▼

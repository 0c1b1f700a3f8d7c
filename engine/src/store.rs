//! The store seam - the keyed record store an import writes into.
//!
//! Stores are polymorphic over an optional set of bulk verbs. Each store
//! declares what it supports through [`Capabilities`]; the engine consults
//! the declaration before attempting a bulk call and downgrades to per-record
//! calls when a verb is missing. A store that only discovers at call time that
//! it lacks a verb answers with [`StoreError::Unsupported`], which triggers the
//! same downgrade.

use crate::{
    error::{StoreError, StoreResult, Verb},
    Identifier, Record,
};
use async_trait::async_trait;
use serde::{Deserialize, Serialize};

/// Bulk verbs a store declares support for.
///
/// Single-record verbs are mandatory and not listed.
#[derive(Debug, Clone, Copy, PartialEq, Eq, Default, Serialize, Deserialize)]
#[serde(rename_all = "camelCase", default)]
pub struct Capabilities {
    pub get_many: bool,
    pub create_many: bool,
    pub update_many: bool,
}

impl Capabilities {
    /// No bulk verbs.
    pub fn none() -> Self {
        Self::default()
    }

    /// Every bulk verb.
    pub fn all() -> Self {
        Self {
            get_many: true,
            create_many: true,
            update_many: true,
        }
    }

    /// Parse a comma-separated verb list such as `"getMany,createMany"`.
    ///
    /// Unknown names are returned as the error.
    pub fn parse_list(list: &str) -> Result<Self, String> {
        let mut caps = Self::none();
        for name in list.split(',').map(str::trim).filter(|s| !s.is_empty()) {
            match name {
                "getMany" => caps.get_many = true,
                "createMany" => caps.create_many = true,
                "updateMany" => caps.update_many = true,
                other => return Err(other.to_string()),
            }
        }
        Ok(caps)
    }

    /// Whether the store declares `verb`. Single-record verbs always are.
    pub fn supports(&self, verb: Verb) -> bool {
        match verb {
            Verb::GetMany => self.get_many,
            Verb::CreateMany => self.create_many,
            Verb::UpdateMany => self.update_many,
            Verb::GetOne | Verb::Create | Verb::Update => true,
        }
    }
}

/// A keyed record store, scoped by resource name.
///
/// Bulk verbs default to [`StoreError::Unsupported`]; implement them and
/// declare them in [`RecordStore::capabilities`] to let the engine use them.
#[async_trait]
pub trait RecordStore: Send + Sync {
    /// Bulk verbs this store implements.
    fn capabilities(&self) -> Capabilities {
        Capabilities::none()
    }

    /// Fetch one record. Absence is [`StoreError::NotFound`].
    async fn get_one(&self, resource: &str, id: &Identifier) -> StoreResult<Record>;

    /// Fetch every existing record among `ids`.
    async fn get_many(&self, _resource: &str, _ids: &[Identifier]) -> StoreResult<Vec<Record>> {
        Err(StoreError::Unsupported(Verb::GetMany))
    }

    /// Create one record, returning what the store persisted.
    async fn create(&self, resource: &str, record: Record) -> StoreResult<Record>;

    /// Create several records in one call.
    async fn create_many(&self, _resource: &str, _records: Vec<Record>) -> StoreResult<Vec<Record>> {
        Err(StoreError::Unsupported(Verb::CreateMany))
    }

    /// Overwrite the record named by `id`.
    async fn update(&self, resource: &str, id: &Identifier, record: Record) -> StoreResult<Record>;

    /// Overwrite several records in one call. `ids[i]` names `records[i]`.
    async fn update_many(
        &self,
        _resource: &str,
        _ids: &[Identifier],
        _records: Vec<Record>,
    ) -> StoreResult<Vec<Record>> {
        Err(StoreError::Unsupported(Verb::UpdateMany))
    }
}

▲
▼

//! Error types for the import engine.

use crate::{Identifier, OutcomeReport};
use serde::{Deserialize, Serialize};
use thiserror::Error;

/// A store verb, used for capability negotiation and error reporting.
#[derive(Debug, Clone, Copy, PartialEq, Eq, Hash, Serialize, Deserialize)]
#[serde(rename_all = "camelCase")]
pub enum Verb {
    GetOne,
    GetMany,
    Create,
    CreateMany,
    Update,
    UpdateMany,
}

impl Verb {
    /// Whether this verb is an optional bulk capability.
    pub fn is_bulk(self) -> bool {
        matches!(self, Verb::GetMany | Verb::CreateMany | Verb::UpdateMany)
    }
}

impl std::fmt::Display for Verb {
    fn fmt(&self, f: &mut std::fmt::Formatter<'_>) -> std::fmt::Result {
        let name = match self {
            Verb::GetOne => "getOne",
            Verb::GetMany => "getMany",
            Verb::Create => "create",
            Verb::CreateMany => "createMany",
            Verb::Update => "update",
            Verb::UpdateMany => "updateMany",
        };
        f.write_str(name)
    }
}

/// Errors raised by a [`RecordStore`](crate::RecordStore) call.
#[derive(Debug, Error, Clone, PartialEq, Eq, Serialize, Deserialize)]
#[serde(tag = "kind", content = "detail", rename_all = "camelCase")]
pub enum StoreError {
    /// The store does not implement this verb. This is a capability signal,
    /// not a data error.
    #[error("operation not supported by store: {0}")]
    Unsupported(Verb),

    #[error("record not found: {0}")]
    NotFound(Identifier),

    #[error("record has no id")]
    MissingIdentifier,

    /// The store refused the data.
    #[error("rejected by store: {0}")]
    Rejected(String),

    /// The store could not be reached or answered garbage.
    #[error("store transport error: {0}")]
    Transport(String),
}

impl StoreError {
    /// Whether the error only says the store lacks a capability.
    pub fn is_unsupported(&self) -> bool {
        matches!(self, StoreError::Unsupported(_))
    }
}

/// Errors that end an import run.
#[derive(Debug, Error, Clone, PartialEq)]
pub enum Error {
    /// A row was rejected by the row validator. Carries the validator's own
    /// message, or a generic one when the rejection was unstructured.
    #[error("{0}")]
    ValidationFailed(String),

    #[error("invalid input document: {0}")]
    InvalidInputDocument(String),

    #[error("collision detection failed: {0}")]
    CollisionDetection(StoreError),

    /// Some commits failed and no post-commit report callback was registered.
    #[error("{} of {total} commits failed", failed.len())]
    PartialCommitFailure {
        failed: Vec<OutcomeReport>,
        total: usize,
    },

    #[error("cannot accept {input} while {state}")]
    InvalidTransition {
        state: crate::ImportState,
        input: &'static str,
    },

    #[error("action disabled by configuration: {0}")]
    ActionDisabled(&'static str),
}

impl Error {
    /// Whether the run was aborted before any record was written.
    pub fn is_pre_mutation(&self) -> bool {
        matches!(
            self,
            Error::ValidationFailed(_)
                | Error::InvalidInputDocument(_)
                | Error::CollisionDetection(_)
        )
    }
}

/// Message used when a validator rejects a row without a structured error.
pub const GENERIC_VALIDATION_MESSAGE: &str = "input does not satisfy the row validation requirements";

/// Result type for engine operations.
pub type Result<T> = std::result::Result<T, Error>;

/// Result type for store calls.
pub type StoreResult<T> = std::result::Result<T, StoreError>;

▲

## Requirement
Copy out each line of the data that holds the string "GetOne".

## Answer to the problem
            Verb::GetOne | Verb::Create | Verb::Update => true,
    GetOne,
            Verb::GetOne => "getOne",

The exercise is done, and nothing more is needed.